"""
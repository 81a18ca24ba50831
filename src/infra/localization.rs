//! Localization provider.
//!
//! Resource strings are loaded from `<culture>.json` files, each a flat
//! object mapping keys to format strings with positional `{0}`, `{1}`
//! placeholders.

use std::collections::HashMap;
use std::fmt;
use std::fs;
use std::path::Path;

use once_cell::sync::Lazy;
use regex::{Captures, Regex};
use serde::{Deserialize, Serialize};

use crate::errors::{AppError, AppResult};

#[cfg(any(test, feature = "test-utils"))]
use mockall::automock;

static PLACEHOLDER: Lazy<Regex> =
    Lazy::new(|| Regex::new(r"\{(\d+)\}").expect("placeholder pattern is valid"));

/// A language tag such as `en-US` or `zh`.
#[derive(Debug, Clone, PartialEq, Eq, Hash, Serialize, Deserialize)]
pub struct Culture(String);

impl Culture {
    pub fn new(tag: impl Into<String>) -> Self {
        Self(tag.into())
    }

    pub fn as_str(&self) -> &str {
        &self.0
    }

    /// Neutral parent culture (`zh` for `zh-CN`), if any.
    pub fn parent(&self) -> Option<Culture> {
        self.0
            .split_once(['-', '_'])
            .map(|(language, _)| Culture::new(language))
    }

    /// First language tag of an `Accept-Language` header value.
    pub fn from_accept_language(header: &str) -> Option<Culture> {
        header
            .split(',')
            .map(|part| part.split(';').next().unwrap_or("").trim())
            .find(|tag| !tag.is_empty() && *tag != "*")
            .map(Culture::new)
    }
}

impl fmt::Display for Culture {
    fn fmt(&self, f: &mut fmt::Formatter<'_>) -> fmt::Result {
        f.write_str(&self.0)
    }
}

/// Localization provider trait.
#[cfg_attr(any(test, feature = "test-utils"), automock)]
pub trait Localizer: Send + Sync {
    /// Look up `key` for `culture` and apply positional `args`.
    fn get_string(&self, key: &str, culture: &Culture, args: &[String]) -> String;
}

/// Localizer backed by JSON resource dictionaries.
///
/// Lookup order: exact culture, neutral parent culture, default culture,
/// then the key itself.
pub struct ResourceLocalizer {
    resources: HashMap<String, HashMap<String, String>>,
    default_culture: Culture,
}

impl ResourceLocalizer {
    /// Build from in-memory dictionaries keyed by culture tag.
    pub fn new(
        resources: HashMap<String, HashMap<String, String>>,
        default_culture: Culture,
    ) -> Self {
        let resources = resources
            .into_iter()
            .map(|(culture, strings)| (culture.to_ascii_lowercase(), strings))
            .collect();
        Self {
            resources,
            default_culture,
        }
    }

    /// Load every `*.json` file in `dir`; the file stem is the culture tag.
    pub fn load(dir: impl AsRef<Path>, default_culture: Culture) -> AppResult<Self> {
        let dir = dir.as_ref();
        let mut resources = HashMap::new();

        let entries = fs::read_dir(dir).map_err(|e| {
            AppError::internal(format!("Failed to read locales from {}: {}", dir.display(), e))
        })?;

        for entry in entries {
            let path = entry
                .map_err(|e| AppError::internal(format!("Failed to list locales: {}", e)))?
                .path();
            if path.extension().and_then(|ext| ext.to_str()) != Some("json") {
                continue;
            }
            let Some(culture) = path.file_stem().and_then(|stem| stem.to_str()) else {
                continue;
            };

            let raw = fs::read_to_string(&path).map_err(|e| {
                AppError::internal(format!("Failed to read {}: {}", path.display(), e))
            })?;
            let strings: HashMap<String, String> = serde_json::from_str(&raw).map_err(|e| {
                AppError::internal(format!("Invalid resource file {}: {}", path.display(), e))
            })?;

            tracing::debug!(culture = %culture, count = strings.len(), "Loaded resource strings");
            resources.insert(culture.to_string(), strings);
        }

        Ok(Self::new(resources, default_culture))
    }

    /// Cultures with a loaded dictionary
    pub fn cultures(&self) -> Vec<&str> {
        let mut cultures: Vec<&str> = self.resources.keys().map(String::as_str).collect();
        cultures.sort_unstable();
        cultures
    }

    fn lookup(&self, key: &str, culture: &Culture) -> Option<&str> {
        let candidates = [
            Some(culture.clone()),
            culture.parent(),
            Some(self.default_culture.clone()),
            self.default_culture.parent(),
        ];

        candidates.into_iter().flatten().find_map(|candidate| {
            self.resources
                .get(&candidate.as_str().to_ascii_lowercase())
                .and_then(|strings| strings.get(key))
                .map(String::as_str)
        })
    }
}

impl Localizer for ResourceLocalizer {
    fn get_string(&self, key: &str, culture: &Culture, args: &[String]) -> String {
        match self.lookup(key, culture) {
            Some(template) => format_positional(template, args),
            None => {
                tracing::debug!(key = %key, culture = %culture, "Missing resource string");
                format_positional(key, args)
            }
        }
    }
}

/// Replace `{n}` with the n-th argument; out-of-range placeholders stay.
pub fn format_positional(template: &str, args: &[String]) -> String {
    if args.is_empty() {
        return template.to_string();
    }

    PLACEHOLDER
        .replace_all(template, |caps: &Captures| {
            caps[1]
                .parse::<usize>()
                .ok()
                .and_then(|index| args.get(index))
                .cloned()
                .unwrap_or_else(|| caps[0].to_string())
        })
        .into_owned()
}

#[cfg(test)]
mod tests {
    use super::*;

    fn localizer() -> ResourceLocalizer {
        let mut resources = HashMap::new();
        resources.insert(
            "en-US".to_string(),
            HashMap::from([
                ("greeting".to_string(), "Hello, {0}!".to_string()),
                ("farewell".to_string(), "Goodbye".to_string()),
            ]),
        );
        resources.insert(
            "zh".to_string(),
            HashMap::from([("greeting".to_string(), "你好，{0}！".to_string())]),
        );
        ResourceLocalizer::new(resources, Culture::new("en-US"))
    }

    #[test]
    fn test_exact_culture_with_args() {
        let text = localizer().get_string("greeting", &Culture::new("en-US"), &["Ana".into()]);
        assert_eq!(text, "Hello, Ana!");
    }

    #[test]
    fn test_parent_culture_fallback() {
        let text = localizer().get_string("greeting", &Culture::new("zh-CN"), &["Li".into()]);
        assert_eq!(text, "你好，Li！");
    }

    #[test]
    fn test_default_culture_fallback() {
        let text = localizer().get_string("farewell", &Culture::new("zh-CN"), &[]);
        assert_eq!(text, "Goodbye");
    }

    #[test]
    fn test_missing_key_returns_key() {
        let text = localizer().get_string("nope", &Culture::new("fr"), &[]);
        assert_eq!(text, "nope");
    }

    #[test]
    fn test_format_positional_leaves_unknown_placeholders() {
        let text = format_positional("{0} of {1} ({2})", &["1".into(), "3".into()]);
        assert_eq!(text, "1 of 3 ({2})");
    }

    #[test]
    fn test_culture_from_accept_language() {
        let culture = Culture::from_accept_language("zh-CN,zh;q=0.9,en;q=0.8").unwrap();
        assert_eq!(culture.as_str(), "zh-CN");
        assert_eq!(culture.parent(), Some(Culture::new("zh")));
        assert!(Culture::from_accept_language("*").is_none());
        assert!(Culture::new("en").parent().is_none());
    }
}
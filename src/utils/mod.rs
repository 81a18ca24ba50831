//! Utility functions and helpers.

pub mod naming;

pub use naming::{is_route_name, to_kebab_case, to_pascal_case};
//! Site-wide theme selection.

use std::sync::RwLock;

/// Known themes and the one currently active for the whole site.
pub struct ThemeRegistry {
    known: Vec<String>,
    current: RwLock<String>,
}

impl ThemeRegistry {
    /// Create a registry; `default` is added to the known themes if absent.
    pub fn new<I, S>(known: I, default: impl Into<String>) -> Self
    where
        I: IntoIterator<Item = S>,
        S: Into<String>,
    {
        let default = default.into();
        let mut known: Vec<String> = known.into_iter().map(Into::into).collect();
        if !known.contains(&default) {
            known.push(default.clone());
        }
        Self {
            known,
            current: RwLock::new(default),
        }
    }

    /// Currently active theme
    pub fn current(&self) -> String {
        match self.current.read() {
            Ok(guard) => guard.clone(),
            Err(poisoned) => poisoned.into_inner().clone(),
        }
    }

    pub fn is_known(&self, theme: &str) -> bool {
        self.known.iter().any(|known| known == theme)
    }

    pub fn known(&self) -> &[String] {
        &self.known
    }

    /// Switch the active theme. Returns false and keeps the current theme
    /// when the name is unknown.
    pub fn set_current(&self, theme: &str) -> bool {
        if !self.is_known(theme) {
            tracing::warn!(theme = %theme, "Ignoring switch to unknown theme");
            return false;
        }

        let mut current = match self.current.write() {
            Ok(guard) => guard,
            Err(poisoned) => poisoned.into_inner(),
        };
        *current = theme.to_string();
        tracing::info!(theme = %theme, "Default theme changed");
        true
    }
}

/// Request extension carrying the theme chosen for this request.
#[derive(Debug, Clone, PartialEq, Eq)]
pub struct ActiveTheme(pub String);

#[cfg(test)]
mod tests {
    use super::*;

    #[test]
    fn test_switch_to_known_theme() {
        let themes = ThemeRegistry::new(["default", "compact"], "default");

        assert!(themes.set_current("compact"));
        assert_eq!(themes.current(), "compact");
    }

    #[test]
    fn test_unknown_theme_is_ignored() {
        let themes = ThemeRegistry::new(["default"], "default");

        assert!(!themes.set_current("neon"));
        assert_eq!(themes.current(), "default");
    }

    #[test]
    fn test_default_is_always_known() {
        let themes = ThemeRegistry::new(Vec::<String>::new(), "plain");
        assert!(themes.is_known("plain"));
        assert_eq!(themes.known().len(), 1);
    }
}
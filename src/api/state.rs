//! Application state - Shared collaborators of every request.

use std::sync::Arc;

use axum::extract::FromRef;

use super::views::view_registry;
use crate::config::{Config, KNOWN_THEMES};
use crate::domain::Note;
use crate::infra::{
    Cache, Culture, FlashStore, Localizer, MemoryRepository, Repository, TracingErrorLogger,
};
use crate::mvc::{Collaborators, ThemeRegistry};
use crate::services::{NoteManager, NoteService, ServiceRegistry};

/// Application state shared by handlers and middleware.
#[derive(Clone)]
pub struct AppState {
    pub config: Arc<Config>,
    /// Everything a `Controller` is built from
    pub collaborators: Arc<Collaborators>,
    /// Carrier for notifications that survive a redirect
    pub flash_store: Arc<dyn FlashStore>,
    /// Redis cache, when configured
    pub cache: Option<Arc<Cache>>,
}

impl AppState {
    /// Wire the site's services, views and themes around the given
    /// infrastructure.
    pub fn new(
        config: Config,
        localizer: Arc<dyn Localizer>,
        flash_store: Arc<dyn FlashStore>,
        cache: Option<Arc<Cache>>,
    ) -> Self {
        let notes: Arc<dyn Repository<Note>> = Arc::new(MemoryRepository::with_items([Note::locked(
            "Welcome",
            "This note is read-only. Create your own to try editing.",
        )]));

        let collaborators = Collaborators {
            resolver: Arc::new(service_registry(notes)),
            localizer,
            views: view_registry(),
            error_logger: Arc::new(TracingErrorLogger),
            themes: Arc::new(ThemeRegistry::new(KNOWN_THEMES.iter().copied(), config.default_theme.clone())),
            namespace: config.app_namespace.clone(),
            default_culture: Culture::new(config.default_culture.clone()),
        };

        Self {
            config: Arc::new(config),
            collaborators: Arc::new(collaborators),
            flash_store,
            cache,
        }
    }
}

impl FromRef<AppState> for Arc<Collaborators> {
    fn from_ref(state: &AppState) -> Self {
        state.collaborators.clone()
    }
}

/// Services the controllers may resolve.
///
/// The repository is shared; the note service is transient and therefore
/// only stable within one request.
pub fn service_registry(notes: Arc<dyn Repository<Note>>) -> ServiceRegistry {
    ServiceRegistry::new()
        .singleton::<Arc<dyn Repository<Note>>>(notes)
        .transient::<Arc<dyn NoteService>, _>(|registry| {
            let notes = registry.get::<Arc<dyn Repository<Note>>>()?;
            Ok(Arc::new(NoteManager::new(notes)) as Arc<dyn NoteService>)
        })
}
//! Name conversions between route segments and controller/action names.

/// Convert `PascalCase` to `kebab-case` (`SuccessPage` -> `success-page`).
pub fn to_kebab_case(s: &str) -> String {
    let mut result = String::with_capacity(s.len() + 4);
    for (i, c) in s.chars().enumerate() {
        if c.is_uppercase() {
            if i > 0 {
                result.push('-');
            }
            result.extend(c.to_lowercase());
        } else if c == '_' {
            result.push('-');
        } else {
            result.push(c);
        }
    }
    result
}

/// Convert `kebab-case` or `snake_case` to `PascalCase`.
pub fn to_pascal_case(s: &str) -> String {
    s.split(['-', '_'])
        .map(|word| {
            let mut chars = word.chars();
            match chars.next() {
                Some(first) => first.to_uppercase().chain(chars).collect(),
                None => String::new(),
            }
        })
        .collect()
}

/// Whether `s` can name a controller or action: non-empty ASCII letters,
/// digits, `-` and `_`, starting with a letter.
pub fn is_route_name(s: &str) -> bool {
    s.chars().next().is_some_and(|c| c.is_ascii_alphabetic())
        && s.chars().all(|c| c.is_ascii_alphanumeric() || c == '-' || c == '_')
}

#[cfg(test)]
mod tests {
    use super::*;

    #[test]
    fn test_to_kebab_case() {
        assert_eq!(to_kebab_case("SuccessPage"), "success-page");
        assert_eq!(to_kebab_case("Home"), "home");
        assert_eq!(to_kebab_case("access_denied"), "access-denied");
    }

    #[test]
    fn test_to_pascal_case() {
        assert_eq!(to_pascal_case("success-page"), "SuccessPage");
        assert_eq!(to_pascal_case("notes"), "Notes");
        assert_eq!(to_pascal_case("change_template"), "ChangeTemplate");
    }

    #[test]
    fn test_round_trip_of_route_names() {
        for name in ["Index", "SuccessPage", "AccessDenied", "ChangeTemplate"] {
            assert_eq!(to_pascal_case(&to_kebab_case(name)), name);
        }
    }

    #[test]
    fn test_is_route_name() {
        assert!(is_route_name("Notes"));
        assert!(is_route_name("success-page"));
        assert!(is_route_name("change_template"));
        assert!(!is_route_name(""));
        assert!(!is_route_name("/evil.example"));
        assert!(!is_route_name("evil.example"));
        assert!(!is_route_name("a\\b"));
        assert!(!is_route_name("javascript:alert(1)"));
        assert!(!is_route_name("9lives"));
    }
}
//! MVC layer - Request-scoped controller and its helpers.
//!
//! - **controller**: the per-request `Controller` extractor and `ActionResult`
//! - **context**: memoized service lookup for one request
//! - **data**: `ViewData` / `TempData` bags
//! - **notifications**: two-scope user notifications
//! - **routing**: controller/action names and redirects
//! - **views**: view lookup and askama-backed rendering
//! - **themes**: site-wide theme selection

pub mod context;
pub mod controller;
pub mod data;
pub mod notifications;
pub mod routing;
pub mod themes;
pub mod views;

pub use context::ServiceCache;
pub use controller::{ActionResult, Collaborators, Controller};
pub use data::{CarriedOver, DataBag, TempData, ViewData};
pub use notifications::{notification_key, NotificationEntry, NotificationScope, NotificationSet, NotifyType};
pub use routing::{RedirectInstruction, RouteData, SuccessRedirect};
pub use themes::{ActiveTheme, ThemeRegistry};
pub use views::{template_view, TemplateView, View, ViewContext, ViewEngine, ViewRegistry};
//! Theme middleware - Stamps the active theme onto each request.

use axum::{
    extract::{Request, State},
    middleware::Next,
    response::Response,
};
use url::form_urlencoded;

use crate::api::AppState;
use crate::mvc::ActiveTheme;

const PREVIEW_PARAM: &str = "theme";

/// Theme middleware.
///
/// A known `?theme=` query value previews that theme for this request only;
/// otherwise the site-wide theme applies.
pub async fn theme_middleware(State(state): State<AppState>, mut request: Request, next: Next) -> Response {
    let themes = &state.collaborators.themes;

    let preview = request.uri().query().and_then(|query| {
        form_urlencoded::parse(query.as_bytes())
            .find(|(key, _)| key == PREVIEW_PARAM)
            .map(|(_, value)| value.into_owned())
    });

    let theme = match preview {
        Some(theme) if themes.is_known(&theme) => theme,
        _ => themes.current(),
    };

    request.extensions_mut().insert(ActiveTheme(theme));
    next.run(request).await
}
"""
# [TASK]
Search the listing above for the lines with "controllers may resolve." and "pub fn to_kebab_case(s: &str)", then output those lines and all lines between them exactly.

# [REPLY]
/// Services the controllers may resolve.
///
/// The repository is shared; the note service is transient and therefore
/// only stable within one request.
pub fn service_registry(notes: Arc<dyn Repository<Note>>) -> ServiceRegistry {
    ServiceRegistry::new()
        .singleton::<Arc<dyn Repository<Note>>>(notes)
        .transient::<Arc<dyn NoteService>, _>(|registry| {
            let notes = registry.get::<Arc<dyn Repository<Note>>>()?;
            Ok(Arc::new(NoteManager::new(notes)) as Arc<dyn NoteService>)
        })
}
//! Name conversions between route segments and controller/action names.

/// Convert `PascalCase` to `kebab-case` (`SuccessPage` -> `success-page`).
pub fn to_kebab_case(s: &str) -> String {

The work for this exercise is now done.